Look for "HelloRequest" in each line of the records, and copy the lines that have it.

_Dataset:_
────────
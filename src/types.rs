//! Wire level enums and the cipher suite parameter table.

use std::fmt;

/// TLS 1.2 record version.
pub(crate) const TLS1_2: u16 = 0x0303;

/// DTLS 1.2 record version.
pub(crate) const DTLS1_2: u16 = 0xFEFD;

/// Record content type.
#[derive(Debug, Clone, Copy, PartialEq, Eq, Hash)]
pub enum ContentType {
    ChangeCipherSpec,
    Alert,
    Handshake,
    ApplicationData,
}

impl From<ContentType> for u8 {
    fn from(value: ContentType) -> Self {
        use ContentType::*;
        match value {
            ChangeCipherSpec => 20,
            Alert => 21,
            Handshake => 22,
            ApplicationData => 23,
        }
    }
}

impl TryFrom<u8> for ContentType {
    type Error = AlertDescription;

    fn try_from(value: u8) -> Result<Self, Self::Error> {
        use ContentType::*;
        let t = match value {
            20 => ChangeCipherSpec,
            21 => Alert,
            22 => Handshake,
            23 => ApplicationData,
            _ => return Err(AlertDescription::DecodeError),
        };
        Ok(t)
    }
}

/// Handshake message type.
#[derive(Debug, Clone, Copy, PartialEq, Eq)]
pub enum HandshakeType {
    HelloRequest,
    ClientHello,
    ServerHello,
    HelloVerifyRequest,
    Certificate,
    ServerKeyExchange,
    CertificateRequest,
    ServerHelloDone,
    CertificateVerify,
    ClientKeyExchange,
    Finished,
    Unknown(u8),
}

impl HandshakeType {
    pub fn as_u8(&self) -> u8 {
        use HandshakeType::*;
        match self {
            HelloRequest => 0,
            ClientHello => 1,
            ServerHello => 2,
            HelloVerifyRequest => 3,
            Certificate => 11,
            ServerKeyExchange => 12,
            CertificateRequest => 13,
            ServerHelloDone => 14,
            CertificateVerify => 15,
            ClientKeyExchange => 16,
            Finished => 20,
            Unknown(v) => *v,
        }
    }

    pub fn from_u8(value: u8) -> Self {
        use HandshakeType::*;
        match value {
            0 => HelloRequest,
            1 => ClientHello,
            2 => ServerHello,
            3 => HelloVerifyRequest,
            11 => Certificate,
            12 => ServerKeyExchange,
            13 => CertificateRequest,
            14 => ServerHelloDone,
            15 => CertificateVerify,
            16 => ClientKeyExchange,
            20 => Finished,
            _ => Unknown(value),
        }
    }
}

/// Alert level.
#[derive(Debug, Clone, Copy, PartialEq, Eq)]
pub enum AlertLevel {
    Warning,
    Fatal,
}

impl AlertLevel {
    pub fn as_u8(&self) -> u8 {
        match self {
            AlertLevel::Warning => 1,
            AlertLevel::Fatal => 2,
        }
    }
}

/// Alert description (RFC 5246 section 7.2).
#[derive(Debug, Clone, Copy, PartialEq, Eq)]
pub enum AlertDescription {
    CloseNotify,
    UnexpectedMessage,
    BadRecordMac,
    DecryptionFailed,
    RecordOverflow,
    HandshakeFailure,
    BadCertificate,
    UnsupportedCertificate,
    CertificateRevoked,
    CertificateExpired,
    CertificateUnknown,
    IllegalParameter,
    UnknownCa,
    AccessDenied,
    DecodeError,
    DecryptError,
    ProtocolVersion,
    InsufficientSecurity,
    InternalError,
    UserCanceled,
    NoRenegotiation,
    UnsupportedExtension,
    Unknown(u8),
}

impl AlertDescription {
    pub fn as_u8(&self) -> u8 {
        use AlertDescription::*;
        match self {
            CloseNotify => 0,
            UnexpectedMessage => 10,
            BadRecordMac => 20,
            DecryptionFailed => 21,
            RecordOverflow => 22,
            HandshakeFailure => 40,
            BadCertificate => 42,
            UnsupportedCertificate => 43,
            CertificateRevoked => 44,
            CertificateExpired => 45,
            CertificateUnknown => 46,
            IllegalParameter => 47,
            UnknownCa => 48,
            AccessDenied => 49,
            DecodeError => 50,
            DecryptError => 51,
            ProtocolVersion => 70,
            InsufficientSecurity => 71,
            InternalError => 80,
            UserCanceled => 90,
            NoRenegotiation => 100,
            UnsupportedExtension => 110,
            Unknown(v) => *v,
        }
    }

    pub fn from_u8(value: u8) -> Self {
        use AlertDescription::*;
        match value {
            0 => CloseNotify,
            10 => UnexpectedMessage,
            20 => BadRecordMac,
            21 => DecryptionFailed,
            22 => RecordOverflow,
            40 => HandshakeFailure,
            42 => BadCertificate,
            43 => UnsupportedCertificate,
            44 => CertificateRevoked,
            45 => CertificateExpired,
            46 => CertificateUnknown,
            47 => IllegalParameter,
            48 => UnknownCa,
            49 => AccessDenied,
            50 => DecodeError,
            51 => DecryptError,
            70 => ProtocolVersion,
            71 => InsufficientSecurity,
            80 => InternalError,
            90 => UserCanceled,
            100 => NoRenegotiation,
            110 => UnsupportedExtension,
            _ => Unknown(value),
        }
    }
}

impl fmt::Display for AlertDescription {
    fn fmt(&self, f: &mut fmt::Formatter<'_>) -> fmt::Result {
        write!(f, "{:?}({})", self, self.as_u8())
    }
}

/// Which end of the connection we are.
#[derive(Debug, Clone, Copy, PartialEq, Eq)]
pub enum Role {
    Client,
    Server,
}

/// Stream (TLS) or datagram (DTLS) transport.
#[derive(Debug, Clone, Copy, PartialEq, Eq)]
pub enum TransportKind {
    Stream,
    Datagram,
}

impl TransportKind {
    /// Record header size: 5 bytes for stream, 13 for datagram.
    #[inline]
    pub(crate) fn record_header_len(&self) -> usize {
        match self {
            TransportKind::Stream => 5,
            TransportKind::Datagram => 13,
        }
    }

    /// Handshake message header size: 4 bytes for stream, 12 for datagram.
    #[inline]
    pub(crate) fn handshake_header_len(&self) -> usize {
        match self {
            TransportKind::Stream => 4,
            TransportKind::Datagram => 12,
        }
    }

    #[inline]
    pub(crate) fn version(&self) -> u16 {
        match self {
            TransportKind::Stream => TLS1_2,
            TransportKind::Datagram => DTLS1_2,
        }
    }
}

/// Connection state.
///
/// Client and server share the enum and walk the role appropriate subset.
#[derive(Debug, Clone, Copy, PartialEq, Eq)]
pub enum State {
    Default,
    Start,
    ClientHelloDone,
    ServerHelloDone,
    ServerCertificateDone,
    ServerKeyExchangeDone,
    CertificateRequestDone,
    ServerHelloDoneDone,
    ClientCertificateDone,
    ClientKeyExchangeDone,
    CertificateVerifyDone,
    ChangeCipherSpecSent,
    FinishedSent,
    ChangeCipherSpecReceived,
    FinishedReceived,
    Ok,
    Closing,
    Closed,
    Error,
}

impl State {
    /// Closing, Closed or Error.
    pub fn is_terminal(&self) -> bool {
        matches!(self, State::Closing | State::Closed | State::Error)
    }
}

/// Coarse view of a connection for the upper layer.
#[derive(Debug, Clone, Copy, PartialEq, Eq)]
pub enum ConnectionState {
    Connected,
    NotConnected,
}

/// Record integrity algorithm of a NULL cipher suite.
#[derive(Debug, Clone, Copy, PartialEq, Eq)]
pub enum MacAlgorithm {
    HmacSha1,
    HmacSha256,
}

#[derive(Debug, Clone, Copy, PartialEq, Eq)]
pub(crate) enum CipherType {
    Null,
    Aead,
}

/// Cipher suites recognised on the wire.
///
/// Only the suites with a parameter entry can be used to open a connection.
#[derive(Debug, Clone, Copy, PartialEq, Eq)]
#[allow(non_camel_case_types)]
pub enum CipherSuite {
    PSK_AES_128_CCM,
    PSK_AES_256_CCM,
    PSK_AES_128_GCM_SHA256,
    PSK_AES_256_GCM_SHA384,
    PSK_NULL_SHA256,
    ECDHE_RSA_NULL_SHA,
    ECDHE_RSA_AES_128_CBC_SHA,
    ECDHE_RSA_AES_256_CBC_SHA,
    ECDHE_RSA_AES_128_CBC_SHA256,
    ECDHE_RSA_AES_256_CBC_SHA384,
    ECDHE_ECDSA_NULL_SHA,
    ECDHE_ECDSA_AES_128_GCM_SHA256,
    Unknown(u16),
}

impl CipherSuite {
    pub fn as_u16(&self) -> u16 {
        use CipherSuite::*;
        match self {
            PSK_AES_128_CCM => 0xC0A4,
            PSK_AES_256_CCM => 0xC0A5,
            PSK_AES_128_GCM_SHA256 => 0x00A8,
            PSK_AES_256_GCM_SHA384 => 0x00A9,
            PSK_NULL_SHA256 => 0x00B0,
            ECDHE_RSA_NULL_SHA => 0xC010,
            ECDHE_RSA_AES_128_CBC_SHA => 0xC013,
            ECDHE_RSA_AES_256_CBC_SHA => 0xC014,
            ECDHE_RSA_AES_128_CBC_SHA256 => 0xC027,
            ECDHE_RSA_AES_256_CBC_SHA384 => 0xC028,
            ECDHE_ECDSA_NULL_SHA => 0xC006,
            ECDHE_ECDSA_AES_128_GCM_SHA256 => 0xC02B,
            Unknown(v) => *v,
        }
    }

    pub fn from_u16(value: u16) -> Self {
        use CipherSuite::*;
        match value {
            0xC0A4 => PSK_AES_128_CCM,
            0xC0A5 => PSK_AES_256_CCM,
            0x00A8 => PSK_AES_128_GCM_SHA256,
            0x00A9 => PSK_AES_256_GCM_SHA384,
            0x00B0 => PSK_NULL_SHA256,
            0xC010 => ECDHE_RSA_NULL_SHA,
            0xC013 => ECDHE_RSA_AES_128_CBC_SHA,
            0xC014 => ECDHE_RSA_AES_256_CBC_SHA,
            0xC027 => ECDHE_RSA_AES_128_CBC_SHA256,
            0xC028 => ECDHE_RSA_AES_256_CBC_SHA384,
            0xC006 => ECDHE_ECDSA_NULL_SHA,
            0xC02B => ECDHE_ECDSA_AES_128_GCM_SHA256,
            _ => Unknown(value),
        }
    }

    /// Parameters of the suite, if it can be used.
    pub(crate) fn params(&self) -> Option<&'static CipherSuiteParams> {
        PARAMS.iter().find(|p| p.suite == *self)
    }

    /// Whether the suite authenticates with certificates rather than a PSK.
    pub fn uses_certificates(&self) -> bool {
        self.params().map(|p| p.certificates).unwrap_or(false)
    }
}

/// Immutable per-suite parameters.
#[derive(Debug)]
pub(crate) struct CipherSuiteParams {
    pub suite: CipherSuite,
    pub cipher: CipherType,
    pub mac: Option<MacAlgorithm>,
    pub mac_key_len: usize,
    /// MAC length, or tag length for AEAD.
    pub mac_len: usize,
    pub iv_len: usize,
    pub key_len: usize,
    pub certificates: bool,
}

impl CipherSuiteParams {
    /// Bytes of key block: two MAC keys, two bulk keys, two fixed IVs.
    pub fn key_block_len(&self) -> usize {
        2 * (self.mac_key_len + self.key_len + self.iv_len)
    }

    pub fn is_aead(&self) -> bool {
        self.cipher == CipherType::Aead
    }
}

static PARAMS: [CipherSuiteParams; 4] = [
    CipherSuiteParams {
        suite: CipherSuite::PSK_NULL_SHA256,
        cipher: CipherType::Null,
        mac: Some(MacAlgorithm::HmacSha256),
        mac_key_len: 32,
        mac_len: 32,
        iv_len: 0,
        key_len: 0,
        certificates: false,
    },
    CipherSuiteParams {
        suite: CipherSuite::PSK_AES_128_GCM_SHA256,
        cipher: CipherType::Aead,
        mac: None,
        mac_key_len: 0,
        mac_len: 16,
        iv_len: 4,
        key_len: 16,
        certificates: false,
    },
    CipherSuiteParams {
        suite: CipherSuite::ECDHE_ECDSA_NULL_SHA,
        cipher: CipherType::Null,
        mac: Some(MacAlgorithm::HmacSha1),
        mac_key_len: 20,
        mac_len: 20,
        iv_len: 0,
        key_len: 0,
        certificates: true,
    },
    CipherSuiteParams {
        suite: CipherSuite::ECDHE_ECDSA_AES_128_GCM_SHA256,
        cipher: CipherType::Aead,
        mac: None,
        mac_key_len: 0,
        mac_len: 16,
        iv_len: 4,
        key_len: 16,
        certificates: true,
    },
];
────────
_Response to the exercise:_
    HelloRequest,
            HelloRequest => 0,
            0 => HelloRequest,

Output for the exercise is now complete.